▶ [The input]:
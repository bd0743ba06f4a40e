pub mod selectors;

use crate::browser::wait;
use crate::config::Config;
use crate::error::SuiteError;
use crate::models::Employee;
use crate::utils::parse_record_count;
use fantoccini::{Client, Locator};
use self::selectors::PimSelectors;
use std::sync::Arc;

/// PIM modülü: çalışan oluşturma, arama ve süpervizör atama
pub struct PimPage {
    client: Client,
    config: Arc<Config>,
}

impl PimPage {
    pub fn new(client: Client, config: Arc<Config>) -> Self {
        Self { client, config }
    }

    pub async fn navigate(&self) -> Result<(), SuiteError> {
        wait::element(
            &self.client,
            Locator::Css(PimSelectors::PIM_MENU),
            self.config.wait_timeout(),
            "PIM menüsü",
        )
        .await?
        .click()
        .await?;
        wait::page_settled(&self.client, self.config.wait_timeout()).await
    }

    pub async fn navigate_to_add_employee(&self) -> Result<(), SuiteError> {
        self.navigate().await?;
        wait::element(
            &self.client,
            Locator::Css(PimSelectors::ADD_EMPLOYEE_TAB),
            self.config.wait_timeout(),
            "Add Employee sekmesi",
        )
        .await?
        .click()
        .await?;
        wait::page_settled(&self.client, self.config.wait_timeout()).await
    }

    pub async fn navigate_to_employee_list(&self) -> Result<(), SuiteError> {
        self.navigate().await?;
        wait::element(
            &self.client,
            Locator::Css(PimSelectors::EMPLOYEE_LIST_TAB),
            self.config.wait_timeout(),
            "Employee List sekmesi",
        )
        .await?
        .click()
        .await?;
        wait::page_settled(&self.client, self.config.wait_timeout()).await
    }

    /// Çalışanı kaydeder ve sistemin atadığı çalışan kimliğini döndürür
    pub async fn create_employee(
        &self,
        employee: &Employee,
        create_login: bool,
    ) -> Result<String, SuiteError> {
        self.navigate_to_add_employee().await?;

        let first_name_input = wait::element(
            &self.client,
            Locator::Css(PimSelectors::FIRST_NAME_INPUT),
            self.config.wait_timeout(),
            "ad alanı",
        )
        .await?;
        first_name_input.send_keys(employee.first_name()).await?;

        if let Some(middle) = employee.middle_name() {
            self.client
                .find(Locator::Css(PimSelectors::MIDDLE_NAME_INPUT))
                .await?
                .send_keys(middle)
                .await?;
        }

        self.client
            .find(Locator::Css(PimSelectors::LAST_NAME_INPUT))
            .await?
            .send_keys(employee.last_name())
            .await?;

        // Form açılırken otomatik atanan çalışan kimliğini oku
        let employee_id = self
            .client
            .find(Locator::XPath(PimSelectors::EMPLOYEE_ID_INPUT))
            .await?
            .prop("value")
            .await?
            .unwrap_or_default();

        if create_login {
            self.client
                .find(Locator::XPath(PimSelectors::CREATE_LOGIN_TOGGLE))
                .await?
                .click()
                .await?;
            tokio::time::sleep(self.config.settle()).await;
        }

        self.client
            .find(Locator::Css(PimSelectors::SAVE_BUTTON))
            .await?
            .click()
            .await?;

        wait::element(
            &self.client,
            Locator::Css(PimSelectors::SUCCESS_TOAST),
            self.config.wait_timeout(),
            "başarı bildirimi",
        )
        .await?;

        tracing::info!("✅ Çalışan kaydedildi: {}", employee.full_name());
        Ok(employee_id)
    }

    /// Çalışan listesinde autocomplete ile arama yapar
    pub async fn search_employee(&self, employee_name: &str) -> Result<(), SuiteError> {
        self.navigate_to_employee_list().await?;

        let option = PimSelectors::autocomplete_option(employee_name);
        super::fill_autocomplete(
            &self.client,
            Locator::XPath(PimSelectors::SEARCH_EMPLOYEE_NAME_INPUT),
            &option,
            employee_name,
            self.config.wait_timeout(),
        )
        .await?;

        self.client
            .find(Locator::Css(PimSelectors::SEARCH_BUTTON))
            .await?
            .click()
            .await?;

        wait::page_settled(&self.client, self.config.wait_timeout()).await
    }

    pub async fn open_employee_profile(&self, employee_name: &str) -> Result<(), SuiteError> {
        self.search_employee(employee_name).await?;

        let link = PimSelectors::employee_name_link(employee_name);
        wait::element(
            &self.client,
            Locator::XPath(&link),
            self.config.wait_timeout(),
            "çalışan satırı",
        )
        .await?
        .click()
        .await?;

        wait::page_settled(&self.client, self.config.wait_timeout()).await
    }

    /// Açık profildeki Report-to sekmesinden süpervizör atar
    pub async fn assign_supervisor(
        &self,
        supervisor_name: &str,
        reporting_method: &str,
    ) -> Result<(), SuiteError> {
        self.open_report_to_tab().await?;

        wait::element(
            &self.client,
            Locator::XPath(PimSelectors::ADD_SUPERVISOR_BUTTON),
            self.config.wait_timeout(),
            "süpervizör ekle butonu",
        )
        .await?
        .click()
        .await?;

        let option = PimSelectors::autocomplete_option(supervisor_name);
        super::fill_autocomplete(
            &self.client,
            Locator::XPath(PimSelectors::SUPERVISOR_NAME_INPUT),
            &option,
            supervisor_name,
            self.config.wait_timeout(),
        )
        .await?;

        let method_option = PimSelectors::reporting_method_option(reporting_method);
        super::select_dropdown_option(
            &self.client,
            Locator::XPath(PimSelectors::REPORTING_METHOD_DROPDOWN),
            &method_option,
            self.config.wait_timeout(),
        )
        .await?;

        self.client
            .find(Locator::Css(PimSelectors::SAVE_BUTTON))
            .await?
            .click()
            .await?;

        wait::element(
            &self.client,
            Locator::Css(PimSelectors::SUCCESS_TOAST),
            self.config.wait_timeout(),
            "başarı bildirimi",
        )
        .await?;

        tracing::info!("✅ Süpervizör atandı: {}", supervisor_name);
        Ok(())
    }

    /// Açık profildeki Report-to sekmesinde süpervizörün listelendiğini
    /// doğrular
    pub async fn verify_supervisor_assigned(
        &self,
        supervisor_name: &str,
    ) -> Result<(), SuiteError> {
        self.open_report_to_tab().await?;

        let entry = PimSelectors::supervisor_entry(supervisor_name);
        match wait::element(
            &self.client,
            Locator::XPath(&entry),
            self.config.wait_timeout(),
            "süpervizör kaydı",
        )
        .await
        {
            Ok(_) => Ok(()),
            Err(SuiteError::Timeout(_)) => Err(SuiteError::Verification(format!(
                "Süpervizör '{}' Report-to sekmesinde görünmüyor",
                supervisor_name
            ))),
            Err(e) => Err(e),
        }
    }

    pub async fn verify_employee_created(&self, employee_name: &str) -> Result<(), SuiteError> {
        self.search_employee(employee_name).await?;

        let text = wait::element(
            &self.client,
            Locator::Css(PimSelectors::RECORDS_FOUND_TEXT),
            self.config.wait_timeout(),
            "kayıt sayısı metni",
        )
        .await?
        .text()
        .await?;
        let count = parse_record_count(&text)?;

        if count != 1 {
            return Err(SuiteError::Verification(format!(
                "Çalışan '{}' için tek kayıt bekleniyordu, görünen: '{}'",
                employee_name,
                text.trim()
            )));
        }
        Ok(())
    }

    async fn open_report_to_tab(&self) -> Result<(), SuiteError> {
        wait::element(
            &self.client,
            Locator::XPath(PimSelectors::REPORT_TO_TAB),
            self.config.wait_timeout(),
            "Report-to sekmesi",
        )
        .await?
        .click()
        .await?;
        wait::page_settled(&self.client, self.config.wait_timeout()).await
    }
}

▶ [Work to be completed]: What is needed is an exact copy of all the records above.

▶ [Task result]:
repository bd0743ba06f4a40e
pub mod selectors;

use crate::browser::wait;
use crate::config::Config;
use crate::error::SuiteError;
use crate::models::Employee;
use crate::utils::parse_record_count;
use fantoccini::{Client, Locator};
use self::selectors::PimSelectors;
use std::sync::Arc;

/// PIM modülü: çalışan oluşturma, arama ve süpervizör atama
pub struct PimPage {
    client: Client,
    config: Arc<Config>,
}

impl PimPage {
    pub fn new(client: Client, config: Arc<Config>) -> Self {
        Self { client, config }
    }

    pub async fn navigate(&self) -> Result<(), SuiteError> {
        wait::element(
            &self.client,
            Locator::Css(PimSelectors::PIM_MENU),
            self.config.wait_timeout(),
            "PIM menüsü",
        )
        .await?
        .click()
        .await?;
        wait::page_settled(&self.client, self.config.wait_timeout()).await
    }

    pub async fn navigate_to_add_employee(&self) -> Result<(), SuiteError> {
        self.navigate().await?;
        wait::element(
            &self.client,
            Locator::Css(PimSelectors::ADD_EMPLOYEE_TAB),
            self.config.wait_timeout(),
            "Add Employee sekmesi",
        )
        .await?
        .click()
        .await?;
        wait::page_settled(&self.client, self.config.wait_timeout()).await
    }

    pub async fn navigate_to_employee_list(&self) -> Result<(), SuiteError> {
        self.navigate().await?;
        wait::element(
            &self.client,
            Locator::Css(PimSelectors::EMPLOYEE_LIST_TAB),
            self.config.wait_timeout(),
            "Employee List sekmesi",
        )
        .await?
        .click()
        .await?;
        wait::page_settled(&self.client, self.config.wait_timeout()).await
    }

    /// Çalışanı kaydeder ve sistemin atadığı çalışan kimliğini döndürür
    pub async fn create_employee(
        &self,
        employee: &Employee,
        create_login: bool,
    ) -> Result<String, SuiteError> {
        self.navigate_to_add_employee().await?;

        let first_name_input = wait::element(
            &self.client,
            Locator::Css(PimSelectors::FIRST_NAME_INPUT),
            self.config.wait_timeout(),
            "ad alanı",
        )
        .await?;
        first_name_input.send_keys(employee.first_name()).await?;

        if let Some(middle) = employee.middle_name() {
            self.client
                .find(Locator::Css(PimSelectors::MIDDLE_NAME_INPUT))
                .await?
                .send_keys(middle)
                .await?;
        }

        self.client
            .find(Locator::Css(PimSelectors::LAST_NAME_INPUT))
            .await?
            .send_keys(employee.last_name())
            .await?;

        // Form açılırken otomatik atanan çalışan kimliğini oku
        let employee_id = self
            .client
            .find(Locator::XPath(PimSelectors::EMPLOYEE_ID_INPUT))
            .await?
            .prop("value")
            .await?
            .unwrap_or_default();

        if create_login {
            self.client
                .find(Locator::XPath(PimSelectors::CREATE_LOGIN_TOGGLE))
                .await?
                .click()
                .await?;
            tokio::time::sleep(self.config.settle()).await;
        }

        self.client
            .find(Locator::Css(PimSelectors::SAVE_BUTTON))
            .await?
            .click()
            .await?;

        wait::element(
            &self.client,
            Locator::Css(PimSelectors::SUCCESS_TOAST),
            self.config.wait_timeout(),
            "başarı bildirimi",
        )
        .await?;

        tracing::info!("✅ Çalışan kaydedildi: {}", employee.full_name());
        Ok(employee_id)
    }

    /// Çalışan listesinde autocomplete ile arama yapar
    pub async fn search_employee(&self, employee_name: &str) -> Result<(), SuiteError> {
        self.navigate_to_employee_list().await?;

        let option = PimSelectors::autocomplete_option(employee_name);
        super::fill_autocomplete(
            &self.client,
            Locator::XPath(PimSelectors::SEARCH_EMPLOYEE_NAME_INPUT),
            &option,
            employee_name,
            self.config.wait_timeout(),
        )
        .await?;

        self.client
            .find(Locator::Css(PimSelectors::SEARCH_BUTTON))
            .await?
            .click()
            .await?;

        wait::page_settled(&self.client, self.config.wait_timeout()).await
    }

    pub async fn open_employee_profile(&self, employee_name: &str) -> Result<(), SuiteError> {
        self.search_employee(employee_name).await?;

        let link = PimSelectors::employee_name_link(employee_name);
        wait::element(
            &self.client,
            Locator::XPath(&link),
            self.config.wait_timeout(),
            "çalışan satırı",
        )
        .await?
        .click()
        .await?;

        wait::page_settled(&self.client, self.config.wait_timeout()).await
    }

    /// Açık profildeki Report-to sekmesinden süpervizör atar
    pub async fn assign_supervisor(
        &self,
        supervisor_name: &str,
        reporting_method: &str,
    ) -> Result<(), SuiteError> {
        self.open_report_to_tab().await?;

        wait::element(
            &self.client,
            Locator::XPath(PimSelectors::ADD_SUPERVISOR_BUTTON),
            self.config.wait_timeout(),
            "süpervizör ekle butonu",
        )
        .await?
        .click()
        .await?;

        let option = PimSelectors::autocomplete_option(supervisor_name);
        super::fill_autocomplete(
            &self.client,
            Locator::XPath(PimSelectors::SUPERVISOR_NAME_INPUT),
            &option,
            supervisor_name,
            self.config.wait_timeout(),
        )
        .await?;

        let method_option = PimSelectors::reporting_method_option(reporting_method);
        super::select_dropdown_option(
            &self.client,
            Locator::XPath(PimSelectors::REPORTING_METHOD_DROPDOWN),
            &method_option,
            self.config.wait_timeout(),
        )
        .await?;

        self.client
            .find(Locator::Css(PimSelectors::SAVE_BUTTON))
            .await?
            .click()
            .await?;

        wait::element(
            &self.client,
            Locator::Css(PimSelectors::SUCCESS_TOAST),
            self.config.wait_timeout(),
            "başarı bildirimi",
        )
        .await?;

        tracing::info!("✅ Süpervizör atandı: {}", supervisor_name);
        Ok(())
    }

    /// Açık profildeki Report-to sekmesinde süpervizörün listelendiğini
    /// doğrular
    pub async fn verify_supervisor_assigned(
        &self,
        supervisor_name: &str,
    ) -> Result<(), SuiteError> {
        self.open_report_to_tab().await?;

        let entry = PimSelectors::supervisor_entry(supervisor_name);
        match wait::element(
            &self.client,
            Locator::XPath(&entry),
            self.config.wait_timeout(),
            "süpervizör kaydı",
        )
        .await
        {
            Ok(_) => Ok(()),
            Err(SuiteError::Timeout(_)) => Err(SuiteError::Verification(format!(
                "Süpervizör '{}' Report-to sekmesinde görünmüyor",
                supervisor_name
            ))),
            Err(e) => Err(e),
        }
    }

    pub async fn verify_employee_created(&self, employee_name: &str) -> Result<(), SuiteError> {
        self.search_employee(employee_name).await?;

        let text = wait::element(
            &self.client,
            Locator::Css(PimSelectors::RECORDS_FOUND_TEXT),
            self.config.wait_timeout(),
            "kayıt sayısı metni",
        )
        .await?
        .text()
        .await?;
        let count = parse_record_count(&text)?;

        if count != 1 {
            return Err(SuiteError::Verification(format!(
                "Çalışan '{}' için tek kayıt bekleniyordu, görünen: '{}'",
                employee_name,
                text.trim()
            )));
        }
        Ok(())
    }

    async fn open_report_to_tab(&self) -> Result<(), SuiteError> {
        wait::element(
            &self.client,
            Locator::XPath(PimSelectors::REPORT_TO_TAB),
            self.config.wait_timeout(),
            "Report-to sekmesi",
        )
        .await?
        .click()
        .await?;
        wait::page_settled(&self.client, self.config.wait_timeout()).await
    }
}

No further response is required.